Return the data shape (a property of the Spectrum)

slice(start=None, stop=None, unit='pixel', copy=True, xcopy=True, preserve_fits=False) [github] [bitbucket]

Slicing the spectrum

Warning

this is the same as cropping right now, but it returns a copy instead of cropping inplace

Parameters:

start : numpy.float or int or astropy quantity

start of slice

stop : numpy.float or int or astropy quantity

stop of slice

unit : str

allowed values are any supported physical unit, ‘pixel’

copy : bool

Return a ‘view’ of the data or a copy?

preserve_fits : bool

Save the fitted parameters from self.fitter?

smooth(smooth, downsample=True, **kwargs) [github] [bitbucket]

Smooth the spectrum by factor smooth.

Documentation from the smooth module:

sm.smooth doc:

Smooth and downsample the data array. NaN data points will be replaced with interpolated values

Parameters:

smooth : float

Number of pixels to smooth by

smoothtype : [ ‘gaussian’,’hanning’, or ‘boxcar’ ]

type of smoothing kernel to use

downsample : bool

Downsample the data?

downsample_factor : int

Downsample by the smoothing factor, or something else?

convmode : [ ‘full’,’valid’,’same’ ]

see numpy.convolve. ‘same’ returns an array of the same length as ‘data’ (assuming data is larger than the kernel)

stats(statrange=(), interactive=False) [github] [bitbucket]

Return some statistical measures in a dictionary (somewhat self-explanatory)

Parameters:

statrange : 2-element tuple

X-range over which to perform measures

interactive : bool

specify range interactively in plotter

unit
units
write(filename, type=None, **kwargs) [github] [bitbucket]

Write the spectrum to a file. The available file types are listed in spectrum.writers.writers

type - what type of file to write to? If not specified, will attempt to determine type from suffix

class pyspeckit.spectrum.classes.Spectra(speclist, xunit=None, model_registry=None, **kwargs)[source] [github] [bitbucket]

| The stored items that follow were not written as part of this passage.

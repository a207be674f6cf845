//! Request Loop
//!
//! The [`Client`] drives a bounded sequence of provider calls. Whenever a call
//! stops with `tool_use` or `pause_turn` the requested local tools run, one at
//! a time and in the order the provider listed them, and their output is fed
//! back into the conversation for the next call.
//!
//! The loop ends when:
//!
//! - a call stops for any other reason (tool uses it still carries are
//!   recorded as requests but not run)
//! - `max_iterations` provider calls have been made
//! - a tool asks to stop (the stop reason becomes `tool_stop`)
//! - the after-request hook fails (the response is kept, its tools are not run)

use serde::{Deserialize, Serialize};
use serde_json::Value;
use std::sync::Arc;
use tracing::Instrument;

use crate::builder::{Conversation, RequestBuilder};
use crate::error::{Result, ToolkitError};
use crate::message::ChatMessage;
use crate::provider::{Provider, ProviderPayload, ProviderRequest};
use crate::response::{Response, ResponseCollection};
use crate::result::ResultItem;
use crate::tool::ToolRegistry;

/// Identifiers passed to hooks
#[derive(Clone, Debug, PartialEq, Eq, Serialize)]
pub struct HookContext {
    /// Model identifier, if the provider reports one
    pub model: Option<String>,
    /// Provider name
    pub provider: String,
}

/// Runs before every provider call and may rewrite the request
///
/// An error aborts the whole request.
pub type BeforeRequestHook =
    Arc<dyn Fn(&mut ProviderRequest, &HookContext) -> anyhow::Result<()> + Send + Sync>;

/// Runs after every provider call with the request and the payload
///
/// An error is logged and ends the loop; everything produced so far is returned.
pub type AfterRequestHook = Arc<
    dyn Fn(&ProviderRequest, &ProviderPayload, &HookContext) -> anyhow::Result<()> + Send + Sync,
>;

/// Generation parameters and loop limits for one request
#[derive(Clone, Debug, PartialEq, Serialize, Deserialize)]
pub struct RequestOptions {
    /// Run requested tools and keep calling the provider
    #[serde(default = "default_auto")]
    pub auto: bool,

    /// Maximum tokens per provider call
    #[serde(default = "default_max_tokens")]
    pub max_tokens: u32,

    /// Maximum provider calls in auto mode
    #[serde(default = "default_max_iterations")]
    pub max_iterations: usize,

    /// Tool selection constraint, sent verbatim
    #[serde(default, skip_serializing_if = "Option::is_none")]
    pub tool_choice: Option<Value>,

    #[serde(default, skip_serializing_if = "Option::is_none")]
    pub temperature: Option<f32>,

    #[serde(default, skip_serializing_if = "Option::is_none")]
    pub top_k: Option<u32>,

    #[serde(default, skip_serializing_if = "Option::is_none")]
    pub top_p: Option<f32>,
}

fn default_auto() -> bool {
    true
}
fn default_max_tokens() -> u32 {
    1024
}
fn default_max_iterations() -> usize {
    5
}

impl Default for RequestOptions {
    fn default() -> Self {
        Self {
            auto: default_auto(),
            max_tokens: default_max_tokens(),
            max_iterations: default_max_iterations(),
            tool_choice: None,
            temperature: None,
            top_k: None,
            top_p: None,
        }
    }
}

impl RequestOptions {
    pub fn new() -> Self {
        Self::default()
    }

    pub fn auto(mut self, auto: bool) -> Self {
        self.auto = auto;
        self
    }

    pub fn max_tokens(mut self, max_tokens: u32) -> Self {
        self.max_tokens = max_tokens;
        self
    }

    pub fn max_iterations(mut self, max_iterations: usize) -> Self {
        self.max_iterations = max_iterations;
        self
    }

    pub fn tool_choice(mut self, tool_choice: Value) -> Self {
        self.tool_choice = Some(tool_choice);
        self
    }

    pub fn temperature(mut self, temperature: f32) -> Self {
        self.temperature = Some(temperature);
        self
    }

    pub fn top_k(mut self, top_k: u32) -> Self {
        self.top_k = Some(top_k);
        self
    }

    pub fn top_p(mut self, top_p: f32) -> Self {
        self.top_p = Some(top_p);
        self
    }

    /// Provider calls allowed for one request; always at least one
    fn call_limit(&self) -> usize {
        if self.auto {
            self.max_iterations.max(1)
        } else {
            1
        }
    }
}

/// Client for performing requests through a provider
#[derive(Clone)]
pub struct Client {
    provider: Arc<dyn Provider>,
    before_request: Option<BeforeRequestHook>,
    after_request: Option<AfterRequestHook>,
}

impl Client {
    pub fn new(provider: Arc<dyn Provider>) -> Self {
        Self {
            provider,
            before_request: None,
            after_request: None,
        }
    }

    /// Install the before-request hook
    pub fn before_request<F>(mut self, hook: F) -> Self
    where
        F: Fn(&mut ProviderRequest, &HookContext) -> anyhow::Result<()> + Send + Sync + 'static,
    {
        self.before_request = Some(Arc::new(hook));
        self
    }

    /// Install the after-request hook
    pub fn after_request<F>(mut self, hook: F) -> Self
    where
        F: Fn(&ProviderRequest, &ProviderPayload, &HookContext) -> anyhow::Result<()>
            + Send
            + Sync
            + 'static,
    {
        self.after_request = Some(Arc::new(hook));
        self
    }

    pub fn provider(&self) -> &Arc<dyn Provider> {
        &self.provider
    }

    /// Perform a request, running requested tools in auto mode
    ///
    /// Returns one [`Response`] per provider call. Configuration problems
    /// (such as the model asking for a tool that was never registered),
    /// before-hook failures and provider errors are returned as errors.
    pub async fn request(
        &self,
        builder: RequestBuilder,
        options: &RequestOptions,
    ) -> Result<ResponseCollection> {
        let run_id = uuid::Uuid::new_v4();
        let span = tracing::debug_span!("request", %run_id, provider = %self.provider.name());
        self.run(builder, options).instrument(span).await
    }

    async fn run(
        &self,
        builder: RequestBuilder,
        options: &RequestOptions,
    ) -> Result<ResponseCollection> {
        let (conversation, registry) = builder.into_parts();
        let Conversation {
            system_prompt,
            mut messages,
            tools,
        } = conversation;

        let limit = options.call_limit();
        let mut responses = Vec::new();

        for call in 1..=limit {
            let mut request = ProviderRequest {
                messages: messages.clone(),
                system_prompt: system_prompt.clone(),
                tools: tools.clone(),
                max_tokens: options.max_tokens,
                tool_choice: options.tool_choice.clone(),
                temperature: options.temperature,
                top_k: options.top_k,
                top_p: options.top_p,
            };

            let (payload, hook_failed) = self.perform_call(&mut request).await?;
            let mut response = Response::from_payload(payload);

            if hook_failed {
                response.record_pending_tool_requests();
                responses.push(response);
                break;
            }

            if !response.stop_reason().continues_loop() {
                response.record_pending_tool_requests();
                responses.push(response);
                break;
            }

            if call == limit {
                tracing::debug!(call, "Call limit reached, not running requested tools");
                response.record_pending_tool_requests();
                responses.push(response);
                break;
            }

            let stopped = Self::run_tools(&registry, &mut response, &mut messages).await?;
            responses.push(response);
            if stopped {
                break;
            }
        }

        let collection = ResponseCollection::new(responses);
        tracing::debug!(
            calls = collection.len(),
            input_tokens = collection.total_input_tokens(),
            output_tokens = collection.total_output_tokens(),
            "Request finished"
        );
        Ok(collection)
    }

    /// Invoke hooks and the provider for one call
    ///
    /// The flag is set when the after-request hook failed.
    async fn perform_call(&self, request: &mut ProviderRequest) -> Result<(ProviderPayload, bool)> {
        let context = self.hook_context();

        if let Some(hook) = &self.before_request {
            hook(request, &context).map_err(|e| ToolkitError::Hook(format!("{e:#}")))?;
        }

        let payload = self.provider.call(request).await?;
        tracing::debug!(
            stop_reason = %payload.stop_reason,
            messages = payload.messages.len(),
            tool_uses = payload.tool_uses.len(),
            "Provider call finished"
        );

        let mut hook_failed = false;
        if let Some(hook) = &self.after_request {
            if let Err(e) = hook(request, &payload, &context) {
                tracing::warn!(error = %format!("{e:#}"), "after_request hook failed, stopping loop");
                hook_failed = true;
            }
        }

        Ok((payload, hook_failed))
    }

    /// Execute the tool uses of one response
    ///
    /// Returns true when a tool asked to stop the loop.
    async fn run_tools(
        registry: &ToolRegistry,
        response: &mut Response,
        messages: &mut Vec<ChatMessage>,
    ) -> Result<bool> {
        let tool_uses = response.tool_uses().to_vec();

        for tool_use in tool_uses {
            response.push_result(ResultItem::tool_request(
                tool_use.id.clone(),
                tool_use.name.clone(),
                tool_use.input.clone(),
            ));
            messages.push(ChatMessage::tool_use(
                &tool_use.id,
                &tool_use.name,
                &tool_use.input,
            ));

            tracing::debug!(tool = %tool_use.name, id = %tool_use.id, "Executing tool");
            let outcome = registry.invoke(&tool_use.name, &tool_use.input).await?;
            let stop = outcome.is_terminate();
            let output = outcome.into_output();

            messages.push(ChatMessage::tool_result(&tool_use.id, &output));
            response.push_result(ResultItem::tool_response(tool_use.id.clone(), output));

            if stop {
                tracing::debug!(tool = %tool_use.name, "Tool ended the loop");
                response.mark_tool_stop();
                return Ok(true);
            }
        }

        Ok(false)
    }

    fn hook_context(&self) -> HookContext {
        HookContext {
            model: self.provider.model_identifier().map(str::to_string),
            provider: self.provider.name().to_string(),
        }
    }
}
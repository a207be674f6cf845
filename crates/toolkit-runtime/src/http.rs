//! HTTP plumbing shared by the transports

use std::time::Duration;

use serde::Serialize;
use serde_json::Value;
use tokio::time::Instant;
use toolkit_core::error::{Result, ToolkitError};

pub(crate) fn build_client(timeout_secs: u64) -> Result<reqwest::Client> {
    reqwest::Client::builder()
        .timeout(Duration::from_secs(timeout_secs))
        .build()
        .map_err(|e| ToolkitError::Config(format!("failed to build HTTP client: {e}")))
}

/// Send a JSON body and parse the JSON reply, timing the round trip
pub(crate) async fn send_json<B: Serialize + Sync>(
    request: reqwest::RequestBuilder,
    body: &B,
    provider: &str,
) -> Result<(Value, Duration)> {
    let started = Instant::now();

    let response = request
        .json(body)
        .send()
        .await
        .map_err(|e| ToolkitError::ProviderUnavailable(e.to_string()))?;

    let status = response.status();
    let text = response
        .text()
        .await
        .map_err(|e| ToolkitError::ProviderUnavailable(e.to_string()))?;
    let elapsed = started.elapsed();

    if !status.is_success() {
        tracing::warn!(provider, status = status.as_u16(), "Request failed");
        return Err(status_error(status.as_u16(), &text));
    }

    Ok((serde_json::from_str(&text)?, elapsed))
}

/// Map a non-success HTTP status to an error
pub(crate) fn status_error(status: u16, body: &str) -> ToolkitError {
    let message = error_message(body);
    match status {
        401 | 403 => ToolkitError::Auth(message),
        429 => ToolkitError::RateLimited(message),
        500..=599 => ToolkitError::ProviderUnavailable(format!("HTTP {status}: {message}")),
        _ => ToolkitError::Provider(format!("HTTP {status}: {message}")),
    }
}

/// Pull the message out of an API error body, falling back to the raw text
///
/// Anthropic nests it under `error.message`; AWS puts `message` (or
/// `Message`) at the top level.
fn error_message(body: &str) -> String {
    serde_json::from_str::<Value>(body)
        .ok()
        .and_then(|v| {
            [&v["error"]["message"], &v["message"], &v["Message"]]
                .into_iter()
                .find_map(Value::as_str)
                .map(str::to_string)
        })
        .unwrap_or_else(|| body.trim().to_string())
}
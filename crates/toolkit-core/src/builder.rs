//! Request Builder
//!
//! Collects the system prompt, messages and tools for one request.

use serde_json::Value;
use std::collections::HashSet;

use crate::error::{Result, ToolkitError};
use crate::message::ChatMessage;
use crate::tool::{Tool, ToolDeclaration, ToolRegistry};

/// Conversation state handed to the client for one run
pub(crate) struct Conversation {
    pub system_prompt: Option<String>,
    pub messages: Vec<ChatMessage>,
    pub tools: Vec<Value>,
}

/// Builder for a client request
#[derive(Clone, Default)]
pub struct RequestBuilder {
    system_prompt: Option<String>,
    messages: Vec<ChatMessage>,
    declarations: Vec<ToolDeclaration>,
    names: HashSet<String>,
    registry: ToolRegistry,
}

impl RequestBuilder {
    pub fn new() -> Self {
        Self::default()
    }

    /// Set the system prompt, replacing any earlier one
    pub fn set_system_prompt(&mut self, prompt: impl Into<String>) -> &mut Self {
        self.system_prompt = Some(prompt.into());
        self
    }

    /// Append a chat message
    pub fn add_message(
        &mut self,
        role: impl Into<String>,
        content: impl Into<Value>,
    ) -> &mut Self {
        self.messages.push(ChatMessage::new(role, content));
        self
    }

    /// Register a tool
    ///
    /// Server-side declarations are sent as-is. Local tools are also made
    /// available for execution. Names must be unique across both kinds and
    /// input schemas are checked here, not at call time.
    pub fn register_tool(&mut self, declaration: impl Into<ToolDeclaration>) -> Result<&mut Self> {
        let declaration = declaration.into();
        let name = declaration.name().to_string();

        if self.names.contains(&name) {
            return Err(ToolkitError::DuplicateTool(name));
        }
        declaration.validate()?;

        if let ToolDeclaration::Local(tool) = &declaration {
            self.registry.register(tool.clone())?;
        }

        tracing::debug!(tool = %name, "Registered tool");
        self.names.insert(name);
        self.declarations.push(declaration);
        Ok(self)
    }

    /// Register a locally executed tool
    pub fn register_local<T: Tool + 'static>(&mut self, tool: T) -> Result<&mut Self> {
        self.register_tool(ToolDeclaration::local(tool))
    }

    pub fn system_prompt(&self) -> Option<&str> {
        self.system_prompt.as_deref()
    }

    pub fn messages(&self) -> &[ChatMessage] {
        &self.messages
    }

    /// Tool declarations as they will be sent to the provider
    pub fn tool_specs(&self) -> Vec<Value> {
        self.declarations.iter().map(ToolDeclaration::spec).collect()
    }

    /// Locally executable tools
    pub fn registry(&self) -> &ToolRegistry {
        &self.registry
    }

    pub(crate) fn into_parts(self) -> (Conversation, ToolRegistry) {
        let tools = self.tool_specs();
        (
            Conversation {
                system_prompt: self.system_prompt,
                messages: self.messages,
                tools,
            },
            self.registry,
        )
    }
}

Bases: pyspeckit.spectrum.classes.BaseSpectrum

A list of individual Spectrum objects. Intended to be used for concatenating different wavelength observations of the SAME OBJECT. Can be operated on just like any Spectrum object, incuding fitting. Useful for fitting multiple lines on non-continguous axes simultaneously. Be wary of plotting these though…

Can be indexed like python lists.

X array is forcibly sorted in increasing order

fiteach(**kwargs)[source] [github] [bitbucket]

Fit each spectrum within the Spectra object

classmethod from_spectrum1d_list(lst)[source] [github] [bitbucket]

Tool to load a collection of pyspeckit Spectra from a specutils list of Spectrum1D objects

Examples

>>> # grab many spectra from a multiextension FITS file
>>> spectra = specutils.io.fits.read_fits_spectrum1d('AAO.fits')
>>> sp = pyspeckit.Spectrum.from_spectrum1d_list(spectra)
ploteach(xunit=None, inherit_fit=False, plot_fit=True, plotfitkwargs={}, **plotkwargs)[source] [github] [bitbucket]

Plot each spectrum in its own window inherit_fit - if specified, will grab the fitter & fitter properties from Spectra

smooth(smooth, **kwargs)[source] [github] [bitbucket]

Smooth the spectrum by factor “smooth”. Options are defined in sm.smooth

because ‘Spectra’ does not have a header attribute, don’t do anything to it…

class pyspeckit.spectrum.classes.ObsBlock(speclist, xtype='frequency', xarr=None, force=False, model_registry=None, **kwargs)[source] [github] [bitbucket]

Bases: pyspeckit.spectrum.classes.Spectra

An Observation Block

Consists of multiple spectra with a shared X-axis. Intended to hold groups of observations of the same object in the same setup for later averaging.

ObsBlocks can be indexed like python lists.

average(weight=None, inverse_weight=False, error='erravgrtn', debug=False)[source] [github] [bitbucket]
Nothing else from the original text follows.